I'll defer the other parts of the discussion to the comments in the patch
itself. I just want to get this patch right now with further delaying this.
It's quite similar to how lockdep also hooks into the kernel but I wasn't
aware of how lockdep worked when I was writing this code only to be told by
Peter Zijlstra after his review of the patch.
This is superior to lock meter for a number of reasons.

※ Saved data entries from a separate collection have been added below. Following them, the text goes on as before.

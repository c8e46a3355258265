//! Scripted services shared by scenario tests.

use std::sync::{
    Arc, Mutex,
    atomic::{AtomicBool, Ordering},
};

use async_trait::async_trait;

use crate::{Service, ServiceError};

/// Ordered record of lifecycle calls across several probes.
pub(crate) type Journal = Arc<Mutex<Vec<String>>>;

pub(crate) fn journal() -> Journal {
    Arc::new(Mutex::new(Vec::new()))
}

pub(crate) fn entries(journal: &Journal) -> Vec<String> {
    journal.lock().unwrap().clone()
}

/// Leaf service whose lifecycle calls can be scripted to fail.
pub(crate) struct Probe {
    name: String,
    running: AtomicBool,
    fail_start: bool,
    fail_health: bool,
    fail_stop: bool,
    journal: Journal,
}

impl Probe {
    pub fn new(name: &str, journal: &Journal) -> Self {
        Self {
            name: name.to_string(),
            running: AtomicBool::new(false),
            fail_start: false,
            fail_health: false,
            fail_stop: false,
            journal: Arc::clone(journal),
        }
    }

    pub fn failing_start(mut self) -> Self {
        self.fail_start = true;
        self
    }

    pub fn failing_health(mut self) -> Self {
        self.fail_health = true;
        self
    }

    pub fn failing_stop(mut self) -> Self {
        self.fail_stop = true;
        self
    }

    pub fn arc(self) -> Arc<Self> {
        Arc::new(self)
    }

    fn record(&self, what: &str) {
        self.journal.lock().unwrap().push(format!("{what}:{}", self.name));
    }
}

#[async_trait]
impl Service for Probe {
    fn name(&self) -> &str {
        &self.name
    }

    async fn start(&self) -> Result<(), ServiceError> {
        if self.fail_start {
            self.record("start-failed");
            return Err(ServiceError::failed(&self.name, "EXPECTED start failure"));
        }
        self.running.store(true, Ordering::SeqCst);
        self.record("start");
        Ok(())
    }

    async fn stop(&self) -> Result<(), ServiceError> {
        self.running.store(false, Ordering::SeqCst);
        self.record("stop");
        if self.fail_stop {
            return Err(ServiceError::failed(&self.name, "EXPECTED stop failure"));
        }
        Ok(())
    }

    async fn healthcheck(&self) -> Result<(), ServiceError> {
        if !self.is_running() {
            return Err(ServiceError::unhealthy(&self.name, "not running"));
        }
        if self.fail_health {
            return Err(ServiceError::unhealthy(&self.name, "EXPECTED broken healthcheck"));
        }
        Ok(())
    }

    fn is_running(&self) -> bool {
        self.running.load(Ordering::SeqCst)
    }
}
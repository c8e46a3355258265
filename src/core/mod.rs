//! Service runtime core: contract, concrete service and lifecycle.
//!
//! The public API from this module is [`Service`], [`BaseService`] and
//! [`ServiceBuilder`].
//!
//! Internal modules:
//! - [`service`]: the lifecycle contract (`start`/`stop`/`healthcheck`);
//! - [`base`]: the concrete service composed of tasks, nested services and a bus reader;
//! - [`builder`]: static registration of tasks, providers and listeners;
//! - [`monitor`]: periodic self-healthcheck that escalates failures into a stop;
//! - [`shutdown`]: cross-platform shutdown signal handling.

mod base;
mod builder;
mod monitor;
mod service;
mod shutdown;


pub use base::BaseService;
pub use builder::ServiceBuilder;
pub use service::{Service, ServiceRef};
pub use shutdown::wait_for_shutdown_signal;
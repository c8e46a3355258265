//! Nested services.
//!
//! - [`RequirementProvider`] declares where nested services come from
//! - `resolver` orders providers by their prerequisites and runs them
//! - `ServiceCollection` starts the result with rollback and stops it in reverse

mod collection;
mod provider;
mod resolver;

pub(crate) use collection::ServiceCollection;
pub(crate) use resolver::resolve;

pub use provider::{ProvideFuture, RequirementProvider};
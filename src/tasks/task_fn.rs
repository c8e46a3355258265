//! # Closure tasks.
//!
//! A periodic task body runs once per cycle, and a task with `workers > 1` runs
//! in several units at once. [`TaskFn`] therefore keeps the closure, not a
//! future: every cycle of every worker calls it again and awaits what it
//! returns. Whatever must survive between cycles, such as a counter or a
//! connection pool, lives behind an `Arc` captured by the closure.
//!
//! ## Example
//! ```rust
//! use std::sync::Arc;
//! use std::sync::atomic::{AtomicU64, Ordering};
//!
//! use tokio_util::sync::CancellationToken;
//! use servicevisor::{TaskFn, TaskRef, TaskError};
//!
//! let polls = Arc::new(AtomicU64::new(0));
//! let t: TaskRef = TaskFn::arc("poll", move |_ctx: CancellationToken| {
//!     let polls = Arc::clone(&polls);
//!     async move {
//!         polls.fetch_add(1, Ordering::Relaxed);
//!         Ok::<_, TaskError>(())
//!     }
//! });
//!
//! assert_eq!(t.name(), "poll");
//! ```

use std::borrow::Cow;
use std::future::Future;
use std::sync::Arc;

use tokio_util::sync::CancellationToken;

use crate::error::TaskError;
use crate::tasks::task::{BoxTaskFuture, Task};

/// Task whose body is a closure returning a new future per cycle.
#[derive(Debug)]
pub struct TaskFn<F> {
    name: Cow<'static, str>,
    f: F,
}

impl<F> TaskFn<F> {
    /// Wraps `f` under `name`; see [`TaskFn::arc`] for the shared form.
    pub fn new(name: impl Into<Cow<'static, str>>, f: F) -> Self {
        Self {
            name: name.into(),
            f,
        }
    }

    /// Wraps `f` as a [`TaskRef`](crate::TaskRef)-compatible handle, ready for
    /// [`TaskSpec::new`](crate::TaskSpec::new).
    pub fn arc(name: impl Into<Cow<'static, str>>, f: F) -> Arc<Self> {
        Arc::new(Self::new(name, f))
    }
}

impl<F, Fut> Task for TaskFn<F>
where
    F: Fn(CancellationToken) -> Fut + Send + Sync + 'static,
    Fut: Future<Output = Result<(), TaskError>> + Send + 'static,
{
    fn name(&self) -> &str {
        &self.name
    }

    fn spawn(&self, ctx: CancellationToken) -> BoxTaskFuture {
        Box::pin((self.f)(ctx))
    }
}
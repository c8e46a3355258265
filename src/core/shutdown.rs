//! # Cross-platform OS signal handling.
//!
//! Provides [`wait_for_shutdown_signal`], an async helper that completes when
//! the process receives a termination signal. Used by
//! [`BaseService::run_until_shutdown`](crate::BaseService::run_until_shutdown).
//!
//! ## Signals
//! **Unix platforms:**
//! - `SIGINT` (Ctrl-C in terminal)
//! - `SIGTERM` (default kill signal, used by systemd/Kubernetes)
//! - `SIGQUIT`
//!
//! **Other platforms:**
//! - `Ctrl-C` via [`tokio::signal::ctrl_c`]

/// Waits for a termination signal.
///
/// Returns `Err` if signal registration fails.
#[cfg(unix)]
pub async fn wait_for_shutdown_signal() -> std::io::Result<()> {
    use tokio::signal::unix::{SignalKind, signal};

    let mut sigint = signal(SignalKind::interrupt())?;
    let mut sigterm = signal(SignalKind::terminate())?;
    let mut sigquit = signal(SignalKind::quit())?;

    tokio::select! {
        _ = sigint.recv()  => {},
        _ = sigterm.recv() => {},
        _ = sigquit.recv() => {},
    }
    Ok(())
}

/// Waits for a termination signal.
///
/// Returns `Err` if signal registration fails.
#[cfg(not(unix))]
pub async fn wait_for_shutdown_signal() -> std::io::Result<()> {
    tokio::signal::ctrl_c().await
}
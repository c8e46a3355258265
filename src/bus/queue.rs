//! # Per-service delivery queues.
//!
//! One queue per subscribing service. Unbounded by default; with
//! [`BusConfig::queue_capacity`](crate::BusConfig) set, a full queue drops
//! the message for that subscriber only. Enqueueing never waits.

use std::sync::Arc;

use tokio::sync::mpsc;

use super::message::Envelope;

/// Outcome of an enqueue attempt.
#[derive(Debug, Clone, Copy, PartialEq, Eq)]
pub(crate) enum Delivery {
    Enqueued,
    Full,
    Closed,
}

/// Sending half kept in the bus subscription map.
#[derive(Clone)]
pub(crate) enum QueueSender {
    Bounded(mpsc::Sender<Envelope>),
    Unbounded(mpsc::UnboundedSender<Envelope>),
}

impl QueueSender {
    /// Enqueues without waiting.
    pub fn deliver(&self, env: Envelope) -> Delivery {
        match self {
            QueueSender::Bounded(tx) => match tx.try_send(env) {
                Ok(()) => Delivery::Enqueued,
                Err(mpsc::error::TrySendError::Full(_)) => Delivery::Full,
                Err(mpsc::error::TrySendError::Closed(_)) => Delivery::Closed,
            },
            QueueSender::Unbounded(tx) => match tx.send(env) {
                Ok(()) => Delivery::Enqueued,
                Err(_) => Delivery::Closed,
            },
        }
    }

    /// True once the receiving half is gone.
    pub fn is_closed(&self) -> bool {
        match self {
            QueueSender::Bounded(tx) => tx.is_closed(),
            QueueSender::Unbounded(tx) => tx.is_closed(),
        }
    }
}

enum QueueReceiver {
    Bounded(mpsc::Receiver<Envelope>),
    Unbounded(mpsc::UnboundedReceiver<Envelope>),
}

/// Receiving half handed to the subscriber.
pub struct BusQueue {
    subscriber: Arc<str>,
    rx: QueueReceiver,
}

impl BusQueue {
    /// Name of the subscribing service.
    pub fn subscriber(&self) -> &str {
        &self.subscriber
    }

    /// Waits for the next message; `None` once every sender is gone.
    pub async fn recv(&mut self) -> Option<Envelope> {
        match &mut self.rx {
            QueueReceiver::Bounded(rx) => rx.recv().await,
            QueueReceiver::Unbounded(rx) => rx.recv().await,
        }
    }

    /// Takes a message if one is ready.
    pub fn try_recv(&mut self) -> Option<Envelope> {
        match &mut self.rx {
            QueueReceiver::Bounded(rx) => rx.try_recv().ok(),
            QueueReceiver::Unbounded(rx) => rx.try_recv().ok(),
        }
    }

    /// Number of messages waiting.
    pub fn len(&self) -> usize {
        match &self.rx {
            QueueReceiver::Bounded(rx) => rx.len(),
            QueueReceiver::Unbounded(rx) => rx.len(),
        }
    }

    /// True if no message is waiting.
    pub fn is_empty(&self) -> bool {
        self.len() == 0
    }
}

/// Creates a queue for `subscriber`; `capacity = None` means unbounded.
pub(crate) fn channel(subscriber: &str, capacity: Option<usize>) -> (QueueSender, BusQueue) {
    let (tx, rx) = match capacity {
        Some(cap) => {
            let (tx, rx) = mpsc::channel(cap.max(1));
            (QueueSender::Bounded(tx), QueueReceiver::Bounded(rx))
        }
        None => {
            let (tx, rx) = mpsc::unbounded_channel();
            (QueueSender::Unbounded(tx), QueueReceiver::Unbounded(rx))
        }
    };
    let queue = BusQueue {
        subscriber: Arc::from(subscriber),
        rx,
    };
    (tx, queue)
}
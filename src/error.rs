//! Error types used by services, their tasks and the bus.
//!
//! This module defines three enums:
//!
//! - [`ServiceError`]: lifecycle errors raised by `start`/`stop`/`healthcheck`
//!   and by nested-service resolution.
//! - [`TaskError`]: errors returned by task bodies, bus listeners and
//!   requirement providers.
//! - [`ConfigError`]: declaration-time rejections (bad task parameters,
//!   duplicate names).
//!
//! All of them provide `as_label` for logs.

use thiserror::Error;

/// # Errors produced by the service lifecycle.
///
/// Startup failures are reported after rollback has completed, so a caller
/// that sees an error from `start()` may assume the service is not running.
#[non_exhaustive]
#[derive(Error, Debug)]
pub enum ServiceError {
    /// Healthcheck failed; the monitoring loop answers this by stopping the service.
    #[error("service '{service}' is unhealthy: {reason}")]
    Unhealthy {
        /// Service that reported the failure.
        service: String,
        /// What was found to be wrong.
        reason: String,
    },

    /// A nested service failed to start or failed its post-start healthcheck.
    #[error("nested service '{service}' failed to start: {source}")]
    Startup {
        /// Nested service that failed.
        service: String,
        /// Underlying failure.
        #[source]
        source: Box<ServiceError>,
    },

    /// A task unit finished with an error (not a cancellation).
    #[error("task unit '{unit}' failed: {source}")]
    UnexpectedTask {
        /// Deterministic unit name (`service.task.index`).
        unit: String,
        /// Error returned by the unit.
        #[source]
        source: TaskError,
    },

    /// Requirement providers wait on each other.
    #[error("cannot resolve requirements of '{service}': {unresolved:?} depend on each other")]
    DependencyCycle {
        /// Owning service.
        service: String,
        /// Providers that could not be scheduled.
        unresolved: Vec<String>,
    },

    /// A provider names a prerequisite that was never declared.
    #[error("requirement '{provider}' of '{service}' depends on undeclared '{missing}'")]
    MissingRequirement {
        /// Owning service.
        service: String,
        /// Provider with the dangling reference.
        provider: String,
        /// Name that does not exist.
        missing: String,
    },

    /// A provider failed or returned something that cannot be collected.
    #[error("requirement '{provider}' of '{service}' returned invalid services: {reason}")]
    InvalidRequirements {
        /// Owning service.
        service: String,
        /// Offending provider.
        provider: String,
        /// Details.
        reason: String,
    },

    /// Bus operation on a service that has no bus attached.
    #[error("no bus attached to service '{service}'")]
    BusNotAttached {
        /// Service that was asked to publish.
        service: String,
    },

    /// Programmer error (double start, restart after stop, ...).
    #[error("misuse of service '{service}': {reason}")]
    Misuse {
        /// Service that was misused.
        service: String,
        /// Description of the misuse.
        reason: &'static str,
    },

    /// Free-form failure from a user-implemented lifecycle method.
    #[error("service '{service}' failed: {error}")]
    Failed {
        /// Service that failed.
        service: String,
        /// The underlying error message.
        error: String,
    },
}

impl ServiceError {
    /// Returns a short stable label (snake_case) for use in logs.
    ///
    /// # Example
    /// ```
    /// use servicevisor::ServiceError;
    ///
    /// let err = ServiceError::Unhealthy { service: "db".into(), reason: "not running".into() };
    /// assert_eq!(err.as_label(), "service_unhealthy");
    /// ```
    pub fn as_label(&self) -> &'static str {
        match self {
            ServiceError::Unhealthy { .. } => "service_unhealthy",
            ServiceError::Startup { .. } => "service_startup_failed",
            ServiceError::UnexpectedTask { .. } => "service_unexpected_task",
            ServiceError::DependencyCycle { .. } => "service_dependency_cycle",
            ServiceError::MissingRequirement { .. } => "service_missing_requirement",
            ServiceError::InvalidRequirements { .. } => "service_invalid_requirements",
            ServiceError::BusNotAttached { .. } => "service_bus_not_attached",
            ServiceError::Misuse { .. } => "service_misuse",
            ServiceError::Failed { .. } => "service_failed",
        }
    }

    /// Shorthand for [`ServiceError::Unhealthy`].
    pub fn unhealthy(service: impl Into<String>, reason: impl Into<String>) -> Self {
        ServiceError::Unhealthy {
            service: service.into(),
            reason: reason.into(),
        }
    }

    /// Shorthand for [`ServiceError::Failed`].
    pub fn failed(service: impl Into<String>, error: impl Into<String>) -> Self {
        ServiceError::Failed {
            service: service.into(),
            error: error.into(),
        }
    }

    /// True for [`ServiceError::Unhealthy`].
    pub fn is_unhealthy(&self) -> bool {
        matches!(self, ServiceError::Unhealthy { .. })
    }

    /// True for configuration errors detected while resolving nested services.
    pub fn is_resolution(&self) -> bool {
        matches!(
            self,
            ServiceError::DependencyCycle { .. }
                | ServiceError::MissingRequirement { .. }
                | ServiceError::InvalidRequirements { .. }
        )
    }
}

/// # Errors produced by task bodies, listeners and providers.
#[non_exhaustive]
#[derive(Error, Debug, Clone, PartialEq, Eq)]
pub enum TaskError {
    /// Execution failed.
    #[error("execution failed: {error}")]
    Fail {
        /// The underlying error message.
        error: String,
    },

    /// The body panicked; the panic was caught at the unit boundary.
    #[error("panicked: {info}")]
    Panicked {
        /// Panic payload rendered as text.
        info: String,
    },

    /// The unit observed shutdown and gave up; not a failure.
    #[error("context cancelled")]
    Canceled,
}

impl TaskError {
    /// Shorthand for [`TaskError::Fail`].
    pub fn fail(error: impl Into<String>) -> Self {
        TaskError::Fail {
            error: error.into(),
        }
    }

    /// Returns a short stable label (snake_case) for use in logs.
    ///
    /// # Example
    /// ```
    /// use servicevisor::TaskError;
    ///
    /// assert_eq!(TaskError::fail("boom").as_label(), "task_failed");
    /// assert_eq!(TaskError::Canceled.as_label(), "task_canceled");
    /// ```
    pub fn as_label(&self) -> &'static str {
        match self {
            TaskError::Fail { .. } => "task_failed",
            TaskError::Panicked { .. } => "task_panicked",
            TaskError::Canceled => "task_canceled",
        }
    }

    /// True for [`TaskError::Canceled`], which supervisors treat as a clean exit.
    pub fn is_canceled(&self) -> bool {
        matches!(self, TaskError::Canceled)
    }

    /// Renders a caught panic payload.
    pub(crate) fn from_panic(payload: Box<dyn std::any::Any + Send>) -> Self {
        let info = if let Some(msg) = payload.downcast_ref::<&'static str>() {
            (*msg).to_string()
        } else if let Some(msg) = payload.downcast_ref::<String>() {
            msg.clone()
        } else {
            "unknown panic".to_string()
        };
        TaskError::Panicked { info }
    }
}

/// # Errors rejected at declaration time.
#[non_exhaustive]
#[derive(Error, Debug, Clone, PartialEq)]
pub enum ConfigError {
    /// `workers` must be at least 1.
    #[error("number of task workers should be >= 1")]
    ZeroWorkers,

    /// `sleep_interval` must be a finite number of seconds >= 0.
    #[error("sleep interval should be >= 0 seconds, got {secs}")]
    InvalidInterval {
        /// Rejected value.
        secs: f64,
    },

    /// Two tasks registered under the same name on one service.
    #[error("task '{name}' is already registered")]
    DuplicateTask {
        /// Conflicting name.
        name: String,
    },

    /// Two requirement providers registered under the same name on one service.
    #[error("requirement provider '{name}' is already registered")]
    DuplicateProvider {
        /// Conflicting name.
        name: String,
    },

    /// A listener was declared without any message type.
    #[error("listener '{name}' has no message types")]
    EmptyListenerTypes {
        /// Listener name.
        name: String,
    },
}

impl ConfigError {
    /// Returns a short stable label (snake_case) for use in logs.
    pub fn as_label(&self) -> &'static str {
        match self {
            ConfigError::ZeroWorkers => "config_zero_workers",
            ConfigError::InvalidInterval { .. } => "config_invalid_interval",
            ConfigError::DuplicateTask { .. } => "config_duplicate_task",
            ConfigError::DuplicateProvider { .. } => "config_duplicate_provider",
            ConfigError::EmptyListenerTypes { .. } => "config_empty_listener_types",
        }
    }
}
//! # Service contract.
//!
//! [`Service`] is the lifecycle interface every supervised unit implements.
//! [`BaseService`](crate::BaseService) is the ready-made implementation;
//! custom services implement the trait themselves and usually delegate to an
//! inner `BaseService`.
//!
//! ## Contract
//! - `start()` either returns `Ok` with the service running, or returns an error
//!   after rolling back whatever it had started (the service is then not running).
//! - `stop()` is safe on a never-started or already-stopped service and marks
//!   the service as not running before any cleanup happens.
//! - `healthcheck()` fails with [`ServiceError::Unhealthy`] unless the service
//!   is running and every aggregated sub-check passes.

use std::sync::Arc;

use async_trait::async_trait;

use crate::error::ServiceError;

/// Shared handle to a service.
pub type ServiceRef = Arc<dyn Service>;

/// # Lifecycle-managed unit of work.
///
/// # Example
/// A wrapper binds itself as the owner of its inner [`BaseService`](crate::BaseService),
/// so the monitoring loop runs the wrapper's `healthcheck()` and escalates
/// through the wrapper's `stop()`.
/// ```
/// use std::sync::{Arc, Weak};
///
/// use async_trait::async_trait;
/// use servicevisor::{BaseService, Service, ServiceError};
///
/// struct Cache {
///     inner: BaseService,
/// }
///
/// impl Cache {
///     fn new() -> Arc<Self> {
///         Arc::new_cyclic(|me: &Weak<Cache>| {
///             let inner = BaseService::builder("cache").build();
///             inner.set_owner(me.clone());
///             Cache { inner }
///         })
///     }
/// }
///
/// #[async_trait]
/// impl Service for Cache {
///     fn name(&self) -> &str { self.inner.name() }
///
///     async fn start(&self) -> Result<(), ServiceError> {
///         // warm up...
///         self.inner.start().await
///     }
///
///     async fn stop(&self) -> Result<(), ServiceError> {
///         // flush...
///         self.inner.stop().await
///     }
///
///     async fn healthcheck(&self) -> Result<(), ServiceError> {
///         self.inner.healthcheck().await
///     }
///
///     fn is_running(&self) -> bool { self.inner.is_running() }
/// }
///
/// # let _ = Cache::new();
/// ```
#[async_trait]
pub trait Service: Send + Sync + 'static {
    /// Stable name used in logs; should include unique identifiers.
    fn name(&self) -> &str;

    /// Starts the service.
    async fn start(&self) -> Result<(), ServiceError>;

    /// Stops the service. Should not fail in normal operation.
    async fn stop(&self) -> Result<(), ServiceError>;

    /// Reports whether the service is running and healthy.
    async fn healthcheck(&self) -> Result<(), ServiceError> {
        if self.is_running() {
            Ok(())
        } else {
            Err(ServiceError::unhealthy(self.name(), "service is not running"))
        }
    }

    /// True between a successful `start()` and the beginning of `stop()`.
    fn is_running(&self) -> bool;
}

First it's the -rt
kernel (and we all know how I love the -rt kernel :) ) it is Linux specific,
it hooks into lockdep closely and has a friendly proc interface to go with
it with the ability to reset stats during load testing runs by simply
writing to the file, /proc/lock_stat/contention.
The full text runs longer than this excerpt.